Alice Bradford Wiles, in an 1893 publication

Alice Bradford Wiles (February 16, 1853 – February 20, 1929) was an American clubwoman based in Chicago, Illinois. She was active at the national level with the Daughters of the American Revolution and at the state level as president of the Illinois Federation of Women's Clubs.

==Early life and education==
Alice Bradford was born in Roxbury, Massachusetts, the daughter of Joseph Russell Bradford and Sarah Jane Toppan Bradford. She attended Mount Holyoke Seminary and joined the first class of women admitted to Cornell University, in 1872. She graduated in 1875.

==Career==
In 1891, Alice Bradford Wiles was appointed to Illinois Woman's Exposition Board, and elected First Vice President of the board, to represent the state's women in planning the 1893 World's Columbian Exposition in Chicago.

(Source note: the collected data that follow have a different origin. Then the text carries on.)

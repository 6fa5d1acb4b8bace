//! Common test utilities and fixtures

use async_trait::async_trait;
use std::sync::{Mutex, Once};
use std::time::Duration;
use taskdash_backend::MemoryStore;
use taskdash_broker::{AsyncResult, BrokerResult, TaskSubmitter};
use taskdash_core::{Signature, TaskRecord, TaskState};

static INIT: Once = Once::new();

/// Table and index names used by the fixtures
pub const TASK_TABLE: &str = "task_states";
pub const STATE_INDEX: &str = "State-index";

/// Initialize test environment (logging, etc.)
pub fn init() {
    INIT.call_once(|| {
        let _ = tracing_subscriber::fmt()
            .with_test_writer()
            .with_env_filter("taskdash=debug")
            .try_init();
    });
}

async fn port_open(addr: &str) -> bool {
    matches!(
        tokio::time::timeout(Duration::from_secs(1), tokio::net::TcpStream::connect(addr)).await,
        Ok(Ok(_))
    )
}

/// Check if Redis is available for integration tests
pub async fn redis_available() -> bool {
    port_open("localhost:6379").await
}

/// Check if DynamoDB Local is available for integration tests
pub async fn dynamodb_available() -> bool {
    port_open("localhost:8000").await
}

/// Generate a unique name with a short random suffix
pub fn unique_name(prefix: &str) -> String {
    format!("{}_{}", prefix, &uuid::Uuid::new_v4().simple().to_string()[..8])
}

/// Generate a unique task ID
pub fn unique_task_id() -> String {
    format!("task_{}", uuid::Uuid::new_v4())
}

/// A stored task whose signature routes to `queue`
pub fn task_record(task_id: &str, state: TaskState, queue: &str) -> TaskRecord {
    let signature = Signature {
        uuid: task_id.to_string(),
        ..Signature::new("resize_image")
            .routing_key(queue)
            .arg("path", "string", serde_json::Value::from("s3://bucket/a.png"))
    };

    TaskRecord {
        task_id: task_id.to_string(),
        state,
        task_name: signature.name.clone(),
        signature: signature.to_json().expect("fixture signature serializes"),
        created_at: "2024-05-01T12:00:00Z".to_string(),
        error: if state == TaskState::Failure {
            "timeout".to_string()
        } else {
            String::new()
        },
    }
}

/// Memory store with the task table and state index created
pub async fn task_store(records: &[TaskRecord]) -> MemoryStore {
    let store = MemoryStore::new();
    store.create_table(TASK_TABLE, "TaskUUID").await;
    store
        .create_index(TASK_TABLE, STATE_INDEX, "State", None)
        .await
        .expect("failed to create state index");
    for record in records {
        store
            .put_item(TASK_TABLE, record.to_item())
            .await
            .expect("failed to seed task");
    }
    store
}

/// Submitter that records every signature instead of publishing it
#[derive(Default)]
pub struct RecordingSubmitter {
    sent: Mutex<Vec<Signature>>,
}

impl RecordingSubmitter {
    /// Signatures submitted so far
    pub fn sent(&self) -> Vec<Signature> {
        self.sent.lock().map(|s| s.clone()).unwrap_or_default()
    }
}

#[async_trait]
impl TaskSubmitter for RecordingSubmitter {
    async fn send_task(&self, signature: Signature) -> BrokerResult<AsyncResult> {
        if let Ok(mut sent) = self.sent.lock() {
            sent.push(signature.clone());
        }
        Ok(AsyncResult::new(signature))
    }
}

She chaired the committee on manufactures, inventions, and designs, which meant gathering Illinois women's handmade goods for display at the exposition.

She was founder of the Freeport Woman's Club, and was elected president of the Illinois Federation of Women's Clubs in 1897. She was also national president of the United States Daughters of 1812, from 1915 to 1919, and was briefly on the executive committee of the Illinois Society for Child Study in 1897.

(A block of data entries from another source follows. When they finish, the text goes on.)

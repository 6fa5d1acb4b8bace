//! HTTP request handlers for dashboard API

use axum::{
    extract::{Path, Query, State},
    http::StatusCode,
    response::{IntoResponse, Response},
    Json,
};
use serde::{Deserialize, Serialize};
use std::sync::Arc;
use taskdash_core::{Signature, TaskRecord, TaskState};

use crate::state::DashboardState;
use crate::DashboardError;

/// API response wrapper
#[derive(Serialize)]
pub struct ApiResponse<T> {
    pub success: bool,
    pub data: Option<T>,
    pub error: Option<String>,
}

impl<T: Serialize> ApiResponse<T> {
    pub fn success(data: T) -> Self {
        Self {
            success: true,
            data: Some(data),
            error: None,
        }
    }

    pub fn error(msg: impl Into<String>) -> Self {
        Self {
            success: false,
            data: None,
            error: Some(msg.into()),
        }
    }
}

/// Error returned from a handler, rendered as an error envelope
#[derive(Debug)]
pub struct ApiError(pub DashboardError);

impl ApiError {
    pub fn status(&self) -> StatusCode {
        match &self.0 {
            DashboardError::Decode(_) | DashboardError::BadRequest(_) => StatusCode::BAD_REQUEST,
            DashboardError::NotFound(_) => StatusCode::NOT_FOUND,
            DashboardError::Deserialize { .. } => StatusCode::UNPROCESSABLE_ENTITY,
            DashboardError::Store { .. } | DashboardError::Internal(_) => {
                StatusCode::INTERNAL_SERVER_ERROR
            }
            DashboardError::Dispatch { .. } => StatusCode::BAD_GATEWAY,
        }
    }
}

impl From<DashboardError> for ApiError {
    fn from(err: DashboardError) -> Self {
        ApiError(err)
    }
}

impl IntoResponse for ApiError {
    fn into_response(self) -> Response {
        let status = self.status();
        (status, Json(ApiResponse::<()>::error(self.0.to_string()))).into_response()
    }
}

type ApiResult<T> = Result<Json<ApiResponse<T>>, ApiError>;

/// Health check response
#[derive(Serialize)]
pub struct HealthResponse {
    pub status: String,
    pub version: String,
    pub uptime_secs: u64,
}

/// Query parameters for task listing
#[derive(Deserialize, Default)]
pub struct TaskQuery {
    pub state: Option<String>,
    pub next: Option<String>,
    pub prev: Option<String>,
    pub size: Option<String>,
}

impl TaskQuery {
    /// Requested state, upper-cased, FAILURE when absent
    pub fn state(&self) -> Result<TaskState, DashboardError> {
        match self.state.as_deref().map(str::trim) {
            None | Some("") => Ok(TaskState::default()),
            Some(raw) => raw
                .to_uppercase()
                .parse::<TaskState>()
                .map_err(|e| DashboardError::BadRequest(e.to_string())),
        }
    }

    /// Cursor and direction. `prev` wins over `next`; listing is always
    /// oldest first, so `prev` is a cursor the client saved for an earlier page.
    pub fn cursor(&self) -> (Option<&str>, bool) {
        match self.prev.as_deref().filter(|c| !c.is_empty()) {
            Some(prev) => (Some(prev), true),
            None => (self.next.as_deref(), true),
        }
    }

    /// Page size; anything unparseable falls back to the default
    pub fn size(&self) -> i64 {
        self.size
            .as_deref()
            .and_then(|s| s.trim().parse().ok())
            .unwrap_or(0)
    }
}

/// One page of the task listing
#[derive(Serialize)]
pub struct TaskListResponse {
    pub current_state: TaskState,
    pub states: Vec<TaskState>,
    pub enable_rerun: bool,
    pub tasks: Vec<TaskRecord>,
    /// Empty when there is no further page
    pub cursor: String,
}

/// Request body for rerunning a raw signature
#[derive(Deserialize)]
pub struct RerunRequest {
    pub signature: String,
}

/// Rerun result
#[derive(Serialize)]
pub struct RerunResponse {
    pub task_uuid: String,
    pub routing_key: String,
}

/// GET /ping
pub async fn ping() -> &'static str {
    "pong"
}

/// GET /api/health
pub async fn health_check(
    State(state): State<Arc<DashboardState>>,
) -> Json<ApiResponse<HealthResponse>> {
    Json(ApiResponse::success(HealthResponse {
        status: "healthy".to_string(),
        version: env!("CARGO_PKG_VERSION").to_string(),
        uptime_secs: state.uptime_secs(),
    }))
}

/// GET /api/tasks
pub async fn list_tasks(
    State(state): State<Arc<DashboardState>>,
    Query(query): Query<TaskQuery>,
) -> ApiResult<TaskListResponse> {
    let task_state = query.state()?;
    let (cursor, ascending) = query.cursor();

    let page = state
        .dashboard
        .find_all_tasks_by_state(task_state, cursor, ascending, query.size())
        .await?;

    Ok(Json(ApiResponse::success(TaskListResponse {
        current_state: task_state,
        states: TaskState::ALL.to_vec(),
        enable_rerun: task_state == TaskState::Failure,
        tasks: page.tasks,
        cursor: page.next_cursor.unwrap_or_default(),
    })))
}

/// GET /api/tasks/:id
pub async fn get_task(
    State(state): State<Arc<DashboardState>>,
    Path(task_id): Path<String>,
) -> ApiResult<TaskRecord> {
    let task = state.dashboard.find_task_by_id(&task_id).await?;
    Ok(Json(ApiResponse::success(task)))
}

/// POST /api/tasks/:id/rerun
pub async fn rerun_task(
    State(state): State<Arc<DashboardState>>,
    Path(task_id): Path<String>,
) -> ApiResult<RerunResponse> {
    let result = state.dashboard.rerun_task(&task_id).await?;

    Ok(Json(ApiResponse::success(RerunResponse {
        task_uuid: result.task_uuid().to_string(),
        routing_key: result.signature.routing_key,
    })))
}

/// POST /api/rerun
pub async fn rerun_signature(
    State(state): State<Arc<DashboardState>>,
    Json(request): Json<RerunRequest>,
) -> ApiResult<RerunResponse> {
    let signature = Signature::from_json(&request.signature)
        .map_err(|e| DashboardError::BadRequest(format!("invalid signature: {}", e)))?;

    let result = state.dashboard.rerun_signature(signature).await?;

    Ok(Json(ApiResponse::success(RerunResponse {
        task_uuid: result.task_uuid().to_string(),
        routing_key: result.signature.routing_key,
    })))
}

She joined the Daughters of the American Revolution in 1893. In 1899, she was head of Chicago's large chapter of the Daughters of the American Revolution. She remained active in the DAR into the 1920s, when she chaired the organization's national Committee on Legislation in the U. S. Congress. In 1925, she was elected "Honorary State Regent of Illinois for Life." She was at the center of a controversy in Chicago club circles in 1902, when she was found to be the author of an anonymous letter charging another woman's club leader with unfair business dealings. The controversy continued into 1904. In 1905, she gave a speech defending the woman's club movement against Grover Cleveland's dismissive comments.

==Personal life==
Alice Bradford married fellow Cornell graduate and patent lawyer Robert Hall Wiles in 1876. They lived in Freeport, Illinois, and had two children, Edith and Russell. Their son Russell Wiles became a patent lawyer, and named his own daughter Alice Bradford Wiles. She was widowed in 1907. Alice Bradford Wiles died in 1929, aged 76 years.